This is a Grade II* listed building, at 7 Hustlergate, Bradford, West Yorkshire. It was designed in French Gothic style by architects Thomas Garlick Andrews (c.1837–1886) and Joseph Pepper of Bradford, for the Commercial Bank, and opened for business on 4 March 1868. The exterior is richly carved on a maritime theme, with waves in place of leaves on capitals and strings, and sea monsters as label stops. It is now occupied by the National Westminster Bank, but still has the emblem of the Commercial Bank over the door. In 1868, local newspapers reported: "The arms of the borough, encircled by a ribbon bearing the name, "Bradford Commercial Bank," are richly carved in the arms above [the door] ... [It has windows] surmounted by gablets, having carved crockets and finials ... a richly carved cornice [and] carved capitals.

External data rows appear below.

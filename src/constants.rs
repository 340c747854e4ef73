// Copyright 2025 Chainflip Labs GmbH
//
// Licensed under the Apache License, Version 2.0 (the "License");
// you may not use this file except in compliance with the License.
// You may obtain a copy of the License at
//
//     http://www.apache.org/licenses/LICENSE-2.0
//
// Unless required by applicable law or agreed to in writing, software
// distributed under the License is distributed on an "AS IS" BASIS,
// WITHOUT WARRANTIES OR CONDITIONS OF ANY KIND, either express or implied.
// See the License for the specific language governing permissions and
// limitations under the License.
//
// SPDX-License-Identifier: Apache-2.0

use std::time::Duration;

// ======= Eth Rpc Client =======

/// Duration before we timeout an HTTP request to the Ethereum node
pub const ETH_HTTP_REQUEST_TIMEOUT: Duration = Duration::from_secs(10);

/// Endpoint used when no settings file, environment variable or flag provides
/// one. The access key segment is deliberately absent and must come from
/// configuration.
pub const DEFAULT_ETH_HTTP_NODE_ENDPOINT: &str = "https://goerli.infura.io/v3/";

// ======= Settings environment variables =======

/// A HTTP node endpoint for Ethereum
pub const ETH_HTTP_NODE_ENDPOINT: &str = "ETH__HTTP_NODE_ENDPOINT";

/// Chain id the endpoint is expected to report
pub const ETH_EXPECTED_CHAIN_ID: &str = "ETH__EXPECTED_CHAIN_ID";

/// Settings file read when no `--config-path` is given
pub const DEFAULT_SETTINGS_PATH: &str = "config/Default";
// Copyright 2025 Chainflip Labs GmbH
//
// Licensed under the Apache License, Version 2.0 (the "License");
// you may not use this file except in compliance with the License.
// You may obtain a copy of the License at
//
//     http://www.apache.org/licenses/LICENSE-2.0
//
// Unless required by applicable law or agreed to in writing, software
// distributed under the License is distributed on an "AS IS" BASIS,
// WITHOUT WARRANTIES OR CONDITIONS OF ANY KIND, either express or implied.
// See the License for the specific language governing permissions and
// limitations under the License.
//
// SPDX-License-Identifier: Apache-2.0

use ethers::prelude::*;

use anyhow::{Context, Result};

use crate::{
	constants::ETH_HTTP_REQUEST_TIMEOUT,
	settings::{self, redact_endpoint_secret::SecretUrl},
};

#[cfg(test)]
use mockall::automock;

#[derive(Clone)]
pub struct EthRpcClient {
	provider: Provider<Http>,
	endpoint: SecretUrl,
}

impl EthRpcClient {
	pub fn new(eth_settings: &settings::Eth) -> Result<Self> {
		let endpoint = eth_settings.http_node_endpoint.clone();
		tracing::info!("Connecting to ETH node at {endpoint}");
		let provider = Provider::<Http>::try_from(endpoint.as_ref())
			.context("Failed to create HTTP provider for ETH node endpoint")?;
		Ok(Self { provider, endpoint })
	}
}

// We use a trait so we can inject a mock in the tests
#[cfg_attr(test, automock)]
#[async_trait::async_trait]
pub trait EthRpcApi: Send + Sync {
	async fn chain_id(&self) -> Result<U256>;
}

#[async_trait::async_trait]
impl EthRpcApi for EthRpcClient {
	async fn chain_id(&self) -> Result<U256> {
		tokio::time::timeout(ETH_HTTP_REQUEST_TIMEOUT, self.provider.get_chainid())
			.await
			.context("HTTP client: chain_id request timeout")?
			// Provider errors embed the request url, access key included, so
			// they are scrubbed before they can reach a log line.
			.map_err(|e| {
				anyhow::anyhow!(
					"{}",
					self.endpoint.redact_in(&format!("{:#}", anyhow::Error::new(e)))
				)
			})
			.context("HTTP client: Failed to fetch ETH ChainId")
	}
}
// Copyright 2025 Chainflip Labs GmbH
//
// Licensed under the Apache License, Version 2.0 (the "License");
// you may not use this file except in compliance with the License.
// You may obtain a copy of the License at
//
//     http://www.apache.org/licenses/LICENSE-2.0
//
// Unless required by applicable law or agreed to in writing, software
// distributed under the License is distributed on an "AS IS" BASIS,
// WITHOUT WARRANTIES OR CONDITIONS OF ANY KIND, either express or implied.
// See the License for the specific language governing permissions and
// limitations under the License.
//
// SPDX-License-Identifier: Apache-2.0

//! Dials an EVM JSON-RPC endpoint, queries `eth_chainId` and reports the
//! network the endpoint is serving.

pub mod constants;
pub mod eth;
pub mod exit_status;
pub mod probe;
pub mod settings;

At the level of the springing of the arches on each floor are carved bands, and the label moulds are terminated by grotesque animals of spirited design. Throughout the work the whole of the carving has been executed by Mawer & Ingle of Leeds. [The cornice is] supported on carved brackets in couples." (Yorkshire Post and Leeds Intelligencer; Bradford Observer, March 1868)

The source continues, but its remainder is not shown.